Action item
Give the records again, every one, exactly.

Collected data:
-- Opening Marker --

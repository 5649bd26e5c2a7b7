use anyhow::{anyhow, Context};
use std::env;
use std::time::Duration;

use crate::triggers::{ConditionErrorPolicy, EngineConfig, ExecutionMode};

#[derive(Debug, Clone)]
pub struct Config {
    pub server_addr: String,
    pub triggers: TriggerSettings,
}

/// Trigger system settings
#[derive(Debug, Clone)]
pub struct TriggerSettings {
    pub engine_enabled: bool,
    pub max_workers: usize,
    /// Dispatch mode used by lifecycle capture
    pub execution_mode: ExecutionMode,
    pub slow_execution_threshold: Duration,
    pub max_retry_delay: Duration,
    pub condition_error_policy: ConditionErrorPolicy,
    /// Pending pre-save snapshots kept at most; 0 means unbounded
    pub snapshot_cache_capacity: usize,
    pub install_system_triggers: bool,
}

impl Default for TriggerSettings {
    fn default() -> Self {
        Self {
            engine_enabled: true,
            max_workers: 10,
            execution_mode: ExecutionMode::Sequential,
            slow_execution_threshold: Duration::from_secs(5),
            max_retry_delay: Duration::from_secs(300),
            condition_error_policy: ConditionErrorPolicy::Skip,
            snapshot_cache_capacity: 10_000,
            install_system_triggers: true,
        }
    }
}

impl TriggerSettings {
    pub fn engine_config(&self) -> EngineConfig {
        EngineConfig {
            max_workers: self.max_workers,
            slow_execution_threshold: self.slow_execution_threshold,
            max_retry_delay: self.max_retry_delay,
            condition_error_policy: self.condition_error_policy,
        }
    }
}

impl Config {
    pub fn from_env() -> anyhow::Result<Self> {
        Self::from_lookup(|key| env::var(key).ok())
    }

    /// Build from any key lookup. Unparsable numbers and flags fall back to
    /// their defaults; unknown mode or policy names are errors.
    pub fn from_lookup<F>(lookup: F) -> anyhow::Result<Self>
    where
        F: Fn(&str) -> Option<String>,
    {
        let defaults = TriggerSettings::default();
        let parsed = |key: &str| lookup(key).map(|v| v.trim().to_string()).filter(|v| !v.is_empty());

        let execution_mode = match parsed("TRIGGER_EXECUTION_MODE") {
            Some(value) => value
                .parse()
                .map_err(|e: String| anyhow!(e))
                .context("Invalid TRIGGER_EXECUTION_MODE")?,
            None => defaults.execution_mode,
        };

        let condition_error_policy = match parsed("TRIGGER_CONDITION_ERRORS") {
            Some(value) => value
                .parse()
                .map_err(|e: String| anyhow!(e))
                .context("Invalid TRIGGER_CONDITION_ERRORS")?,
            None => defaults.condition_error_policy,
        };

        let slow_execution_threshold = parsed("TRIGGER_SLOW_THRESHOLD_SECS")
            .and_then(|v| v.parse::<f64>().ok())
            .and_then(|secs| Duration::try_from_secs_f64(secs).ok())
            .unwrap_or(defaults.slow_execution_threshold);

        Ok(Config {
            server_addr: parsed("SERVER_ADDR").unwrap_or_else(|| "0.0.0.0:8080".to_string()),
            triggers: TriggerSettings {
                engine_enabled: parsed("TRIGGER_ENGINE_ENABLED")
                    .and_then(|v| v.parse().ok())
                    .unwrap_or(defaults.engine_enabled),
                max_workers: parsed("TRIGGER_MAX_WORKERS")
                    .and_then(|v| v.parse().ok())
                    .filter(|n: &usize| *n > 0)
                    .unwrap_or(defaults.max_workers),
                execution_mode,
                slow_execution_threshold,
                max_retry_delay: parsed("TRIGGER_MAX_RETRY_DELAY_SECS")
                    .and_then(|v| v.parse().ok())
                    .map(Duration::from_secs)
                    .unwrap_or(defaults.max_retry_delay),
                condition_error_policy,
                snapshot_cache_capacity: parsed("TRIGGER_SNAPSHOT_CACHE_CAPACITY")
                    .and_then(|v| v.parse().ok())
                    .unwrap_or(defaults.snapshot_cache_capacity),
                install_system_triggers: parsed("TRIGGER_INSTALL_SYSTEM_TRIGGERS")
                    .and_then(|v| v.parse().ok())
                    .unwrap_or(defaults.install_system_triggers),
            },
        })
    }
}

#[cfg(test)]
mod tests {
    use super::*;
    use std::collections::HashMap;

    fn config_from(vars: &[(&str, &str)]) -> anyhow::Result<Config> {
        let vars: HashMap<String, String> = vars.iter().map(|(k, v)| (k.to_string(), v.to_string())).collect();
        Config::from_lookup(|key| vars.get(key).cloned())
    }

    #[test]
    fn test_defaults() {
        let config = config_from(&[]).unwrap();
        assert_eq!(config.server_addr, "0.0.0.0:8080");
        assert!(config.triggers.engine_enabled);
        assert_eq!(config.triggers.max_workers, 10);
        assert_eq!(config.triggers.execution_mode, ExecutionMode::Sequential);
        assert_eq!(config.triggers.snapshot_cache_capacity, 10_000);
        assert_eq!(config.triggers.condition_error_policy, ConditionErrorPolicy::Skip);
    }

    #[test]
    fn test_overrides() {
        let config = config_from(&[
            ("SERVER_ADDR", "127.0.0.1:9000"),
            ("TRIGGER_ENGINE_ENABLED", "false"),
            ("TRIGGER_MAX_WORKERS", "4"),
            ("TRIGGER_EXECUTION_MODE", "concurrent"),
            ("TRIGGER_SLOW_THRESHOLD_SECS", "0.5"),
            ("TRIGGER_CONDITION_ERRORS", "fail"),
            ("TRIGGER_SNAPSHOT_CACHE_CAPACITY", "0"),
        ])
        .unwrap();

        assert_eq!(config.server_addr, "127.0.0.1:9000");
        assert!(!config.triggers.engine_enabled);
        assert_eq!(config.triggers.max_workers, 4);
        assert_eq!(config.triggers.execution_mode, ExecutionMode::Concurrent);
        assert_eq!(config.triggers.slow_execution_threshold, Duration::from_millis(500));
        assert_eq!(config.triggers.condition_error_policy, ConditionErrorPolicy::Fail);
        assert_eq!(config.triggers.snapshot_cache_capacity, 0);
    }

    #[test]
    fn test_bad_values() {
        let config = config_from(&[("TRIGGER_MAX_WORKERS", "0"), ("TRIGGER_ENGINE_ENABLED", "maybe")]).unwrap();
        assert_eq!(config.triggers.max_workers, 10);
        assert!(config.triggers.engine_enabled);

        assert!(config_from(&[("TRIGGER_EXECUTION_MODE", "parallel")]).is_err());
    }
}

-- Closing Marker --

Answer for this exercise
repository 5649bd26e5c2a7b7
use anyhow::{anyhow, Context};
use std::env;
use std::time::Duration;

use crate::triggers::{ConditionErrorPolicy, EngineConfig, ExecutionMode};

#[derive(Debug, Clone)]
pub struct Config {
    pub server_addr: String,
    pub triggers: TriggerSettings,
}

/// Trigger system settings
#[derive(Debug, Clone)]
pub struct TriggerSettings {
    pub engine_enabled: bool,
    pub max_workers: usize,
    /// Dispatch mode used by lifecycle capture
    pub execution_mode: ExecutionMode,
    pub slow_execution_threshold: Duration,
    pub max_retry_delay: Duration,
    pub condition_error_policy: ConditionErrorPolicy,
    /// Pending pre-save snapshots kept at most; 0 means unbounded
    pub snapshot_cache_capacity: usize,
    pub install_system_triggers: bool,
}

impl Default for TriggerSettings {
    fn default() -> Self {
        Self {
            engine_enabled: true,
            max_workers: 10,
            execution_mode: ExecutionMode::Sequential,
            slow_execution_threshold: Duration::from_secs(5),
            max_retry_delay: Duration::from_secs(300),
            condition_error_policy: ConditionErrorPolicy::Skip,
            snapshot_cache_capacity: 10_000,
            install_system_triggers: true,
        }
    }
}

impl TriggerSettings {
    pub fn engine_config(&self) -> EngineConfig {
        EngineConfig {
            max_workers: self.max_workers,
            slow_execution_threshold: self.slow_execution_threshold,
            max_retry_delay: self.max_retry_delay,
            condition_error_policy: self.condition_error_policy,
        }
    }
}

impl Config {
    pub fn from_env() -> anyhow::Result<Self> {
        Self::from_lookup(|key| env::var(key).ok())
    }

    /// Build from any key lookup. Unparsable numbers and flags fall back to
    /// their defaults; unknown mode or policy names are errors.
    pub fn from_lookup<F>(lookup: F) -> anyhow::Result<Self>
    where
        F: Fn(&str) -> Option<String>,
    {
        let defaults = TriggerSettings::default();
        let parsed = |key: &str| lookup(key).map(|v| v.trim().to_string()).filter(|v| !v.is_empty());

        let execution_mode = match parsed("TRIGGER_EXECUTION_MODE") {
            Some(value) => value
                .parse()
                .map_err(|e: String| anyhow!(e))
                .context("Invalid TRIGGER_EXECUTION_MODE")?,
            None => defaults.execution_mode,
        };

        let condition_error_policy = match parsed("TRIGGER_CONDITION_ERRORS") {
            Some(value) => value
                .parse()
                .map_err(|e: String| anyhow!(e))
                .context("Invalid TRIGGER_CONDITION_ERRORS")?,
            None => defaults.condition_error_policy,
        };

        let slow_execution_threshold = parsed("TRIGGER_SLOW_THRESHOLD_SECS")
            .and_then(|v| v.parse::<f64>().ok())
            .and_then(|secs| Duration::try_from_secs_f64(secs).ok())
            .unwrap_or(defaults.slow_execution_threshold);

        Ok(Config {
            server_addr: parsed("SERVER_ADDR").unwrap_or_else(|| "0.0.0.0:8080".to_string()),
            triggers: TriggerSettings {
                engine_enabled: parsed("TRIGGER_ENGINE_ENABLED")
                    .and_then(|v| v.parse().ok())
                    .unwrap_or(defaults.engine_enabled),
                max_workers: parsed("TRIGGER_MAX_WORKERS")
                    .and_then(|v| v.parse().ok())
                    .filter(|n: &usize| *n > 0)
                    .unwrap_or(defaults.max_workers),
                execution_mode,
                slow_execution_threshold,
                max_retry_delay: parsed("TRIGGER_MAX_RETRY_DELAY_SECS")
                    .and_then(|v| v.parse().ok())
                    .map(Duration::from_secs)
                    .unwrap_or(defaults.max_retry_delay),
                condition_error_policy,
                snapshot_cache_capacity: parsed("TRIGGER_SNAPSHOT_CACHE_CAPACITY")
                    .and_then(|v| v.parse().ok())
                    .unwrap_or(defaults.snapshot_cache_capacity),
                install_system_triggers: parsed("TRIGGER_INSTALL_SYSTEM_TRIGGERS")
                    .and_then(|v| v.parse().ok())
                    .unwrap_or(defaults.install_system_triggers),
            },
        })
    }
}

#[cfg(test)]
mod tests {
    use super::*;
    use std::collections::HashMap;

    fn config_from(vars: &[(&str, &str)]) -> anyhow::Result<Config> {
        let vars: HashMap<String, String> = vars.iter().map(|(k, v)| (k.to_string(), v.to_string())).collect();
        Config::from_lookup(|key| vars.get(key).cloned())
    }

    #[test]
    fn test_defaults() {
        let config = config_from(&[]).unwrap();
        assert_eq!(config.server_addr, "0.0.0.0:8080");
        assert!(config.triggers.engine_enabled);
        assert_eq!(config.triggers.max_workers, 10);
        assert_eq!(config.triggers.execution_mode, ExecutionMode::Sequential);
        assert_eq!(config.triggers.snapshot_cache_capacity, 10_000);
        assert_eq!(config.triggers.condition_error_policy, ConditionErrorPolicy::Skip);
    }

    #[test]
    fn test_overrides() {
        let config = config_from(&[
            ("SERVER_ADDR", "127.0.0.1:9000"),
            ("TRIGGER_ENGINE_ENABLED", "false"),
            ("TRIGGER_MAX_WORKERS", "4"),
            ("TRIGGER_EXECUTION_MODE", "concurrent"),
            ("TRIGGER_SLOW_THRESHOLD_SECS", "0.5"),
            ("TRIGGER_CONDITION_ERRORS", "fail"),
            ("TRIGGER_SNAPSHOT_CACHE_CAPACITY", "0"),
        ])
        .unwrap();

        assert_eq!(config.server_addr, "127.0.0.1:9000");
        assert!(!config.triggers.engine_enabled);
        assert_eq!(config.triggers.max_workers, 4);
        assert_eq!(config.triggers.execution_mode, ExecutionMode::Concurrent);
        assert_eq!(config.triggers.slow_execution_threshold, Duration::from_millis(500));
        assert_eq!(config.triggers.condition_error_policy, ConditionErrorPolicy::Fail);
        assert_eq!(config.triggers.snapshot_cache_capacity, 0);
    }

    #[test]
    fn test_bad_values() {
        let config = config_from(&[("TRIGGER_MAX_WORKERS", "0"), ("TRIGGER_ENGINE_ENABLED", "maybe")]).unwrap();
        assert_eq!(config.triggers.max_workers, 10);
        assert!(config.triggers.engine_enabled);

        assert!(config_from(&[("TRIGGER_EXECUTION_MODE", "parallel")]).is_err());
    }
}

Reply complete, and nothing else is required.